[Start of Attachment]
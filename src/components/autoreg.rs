//! Autoregressive component over lagged observations.

use super::{assemble, Block, ComponentKind, StateComponent, TimeVarying, DEFAULT_PRIOR_SCALE};
use crate::error::{DlmError, Result};
use nalgebra::{DMatrix, DVector};

/// Regression on the last `degree` observations of the series itself.
///
/// The evaluation at step `i` is the window `X[i-degree .. i]` of the raw
/// series. Steps before `degree` are left-padded with `padding`, and missing
/// observations inside a window are replaced by `padding` as well.
///
/// The component keeps its own copy of the observed series; the model keeps
/// it in sync on append, pop and alter.
#[derive(Debug, Clone, PartialEq)]
pub struct AutoReg {
    degree: usize,
    padding: f64,
    data: Vec<Option<f64>>,
    prior_scale: f64,
    block: Block,
}

impl AutoReg {
    /// Create an AR component with `degree >= 1` lags. The default name is `ar{degree}`.
    pub fn new(degree: usize, discount: f64) -> Result<Self> {
        if degree == 0 {
            return Err(DlmError::InvalidParameter(
                "autoregressive degree must be at least 1".into(),
            ));
        }
        let mut ar = Self {
            degree,
            padding: 0.0,
            data: Vec::new(),
            prior_scale: DEFAULT_PRIOR_SCALE,
            block: Block::new(&format!("ar{}", degree), degree, discount)?,
        };
        assemble(&mut ar)?;
        Ok(ar)
    }

    /// Value used for lags before the start of the series and for missing data.
    pub fn with_padding(mut self, padding: f64) -> Self {
        self.padding = padding;
        self.block.evaluation = DVector::from_element(self.degree, padding);
        self
    }

    pub fn with_prior_scale(mut self, w: f64) -> Self {
        self.prior_scale = w;
        self.block.cov_prior = self.create_cov_prior();
        self
    }

    /// Build the component over an observed series.
    pub fn with_data(mut self, data: Vec<Option<f64>>) -> Self {
        self.data = data;
        self
    }

    pub(crate) fn set_data(&mut self, data: Vec<Option<f64>>) {
        self.data = data;
    }

    pub fn degree(&self) -> usize {
        self.degree
    }

    pub fn padding(&self) -> f64 {
        self.padding
    }

    pub fn data(&self) -> &[Option<f64>] {
        &self.data
    }

    /// Lag window for `step` using only the first `history` observations;
    /// later lags are read from `extension` (for example forecast means).
    pub fn window(&self, step: usize, history: usize, extension: &[f64]) -> Result<DVector<f64>> {
        let n = history.min(self.data.len());
        if step > n + extension.len() {
            return Err(DlmError::MissingFeature {
                component: self.name().to_string(),
                step,
            });
        }

        let lags = (0..self.degree).map(|j| {
            // Position in the series left-padded with `degree` entries.
            let padded = step + j;
            if padded < self.degree {
                return self.padding;
            }
            let i = padded - self.degree;
            if i < n {
                self.data[i].unwrap_or(self.padding)
            } else {
                extension[i - n]
            }
        });
        Ok(DVector::from_iterator(self.degree, lags))
    }
}

impl StateComponent for AutoReg {
    fn block(&self) -> &Block {
        &self.block
    }

    fn block_mut(&mut self) -> &mut Block {
        &mut self.block
    }

    fn kind(&self) -> ComponentKind {
        ComponentKind::Automatic
    }

    fn create_evaluation(&self, step: usize) -> Result<DVector<f64>> {
        self.window(step, self.data.len(), &[])
    }

    fn create_transition(&self) -> DMatrix<f64> {
        DMatrix::identity(self.degree, self.degree)
    }

    fn create_mean_prior(&self) -> DVector<f64> {
        DVector::zeros(self.degree)
    }

    fn create_cov_prior(&self) -> DMatrix<f64> {
        DMatrix::identity(self.degree, self.degree) * self.prior_scale
    }
}

impl TimeVarying for AutoReg {
    type Datum = Option<f64>;

    fn len(&self) -> usize {
        self.data.len()
    }

    fn append_new_data(&mut self, data: Vec<Option<f64>>) -> Result<()> {
        self.data.extend(data);
        Ok(())
    }

    /// Removing an observation shifts every later window: each subsequent row
    /// drops its oldest lag and takes the row's new immediate predecessor.
    fn popout(&mut self, date: usize) -> Result<()> {
        let n = self.data.len();
        if date >= n {
            return Err(DlmError::IndexOutOfBounds { index: date, size: n });
        }
        if self.degree > n - 1 {
            return Err(DlmError::DegreeExceedsData {
                degree: self.degree,
                len: n - 1,
            });
        }
        self.data.remove(date);
        Ok(())
    }

    fn alter(&mut self, date: usize, datum: Option<f64>) -> Result<()> {
        let size = self.data.len();
        let slot = self
            .data
            .get_mut(date)
            .ok_or(DlmError::IndexOutOfBounds { index: date, size })?;
        *slot = datum;
        Ok(())
    }
}

#[cfg(test)]
mod tests {
    use super::*;

    fn series(n: usize) -> Vec<Option<f64>> {
        (0..n).map(|i| Some(i as f64 + 1.0)).collect()
    }

    #[test]
    fn windows_are_padded_then_lagged() {
        let ar = AutoReg::new(3, 0.9).unwrap().with_padding(-1.0).with_data(series(6));

        assert_eq!(ar.create_evaluation(0).unwrap().as_slice(), &[-1.0, -1.0, -1.0]);
        assert_eq!(ar.create_evaluation(1).unwrap().as_slice(), &[-1.0, -1.0, 1.0]);
        assert_eq!(ar.create_evaluation(2).unwrap().as_slice(), &[-1.0, 1.0, 2.0]);
        assert_eq!(ar.create_evaluation(3).unwrap().as_slice(), &[1.0, 2.0, 3.0]);
        assert_eq!(ar.create_evaluation(6).unwrap().as_slice(), &[4.0, 5.0, 6.0]);
        assert!(ar.create_evaluation(7).is_err());
    }

    #[test]
    fn missing_observations_use_padding() {
        let ar = AutoReg::new(2, 0.9)
            .unwrap()
            .with_padding(0.5)
            .with_data(vec![Some(1.0), None, Some(3.0)]);
        assert_eq!(ar.create_evaluation(2).unwrap().as_slice(), &[1.0, 0.5]);
        assert_eq!(ar.create_evaluation(3).unwrap().as_slice(), &[0.5, 3.0]);
    }

    #[test]
    fn window_reads_extension_past_data() {
        let ar = AutoReg::new(2, 0.9).unwrap().with_data(series(3));
        assert_eq!(ar.window(4, 3, &[10.0]).unwrap().as_slice(), &[3.0, 10.0]);
        assert_eq!(ar.window(5, 3, &[10.0, 11.0]).unwrap().as_slice(), &[10.0, 11.0]);
        assert!(ar.window(5, 3, &[10.0]).is_err());
        // Truncated history ignores later observations.
        assert_eq!(ar.window(3, 2, &[7.0]).unwrap().as_slice(), &[2.0, 7.0]);
    }

    #[test]
    fn popout_rederives_neighbouring_windows() {
        let mut ar = AutoReg::new(2, 0.9).unwrap().with_data(series(5));
        // Before: row 4 = [3, 4]
        ar.popout(2).unwrap();
        // Series is now [1, 2, 4, 5]; row 3 takes 2 as its oldest lag.
        assert_eq!(ar.create_evaluation(3).unwrap().as_slice(), &[2.0, 4.0]);
        assert_eq!(ar.create_evaluation(4).unwrap().as_slice(), &[4.0, 5.0]);
    }

    #[test]
    fn popout_rejects_degree_longer_than_remaining() {
        let mut ar = AutoReg::new(3, 0.9).unwrap().with_data(series(3));
        assert_eq!(
            ar.popout(0),
            Err(DlmError::DegreeExceedsData { degree: 3, len: 2 })
        );
        assert_eq!(ar.len(), 3);
    }

    #[test]
    fn alter_changes_later_windows() {
        let mut ar = AutoReg::new(1, 0.9).unwrap().with_data(series(3));
        ar.alter(1, Some(9.0)).unwrap();
        assert_eq!(ar.create_evaluation(2).unwrap().as_slice(), &[9.0]);
        assert!(ar.alter(3, None).is_err());
    }

    #[test]
    fn default_name_tracks_degree() {
        let ar = AutoReg::new(2, 0.9).unwrap();
        assert_eq!(ar.name(), "ar2");
        assert_eq!(ar.kind(), ComponentKind::Automatic);
    }
}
[End of Attachment]
> WORK REQUIRED: When "DegreeExceedsData" shows up in a line of the material, report that line.

> THE COMPLETED TASK:
            return Err(DlmError::DegreeExceedsData {
            Err(DlmError::DegreeExceedsData { degree: 3, len: 2 })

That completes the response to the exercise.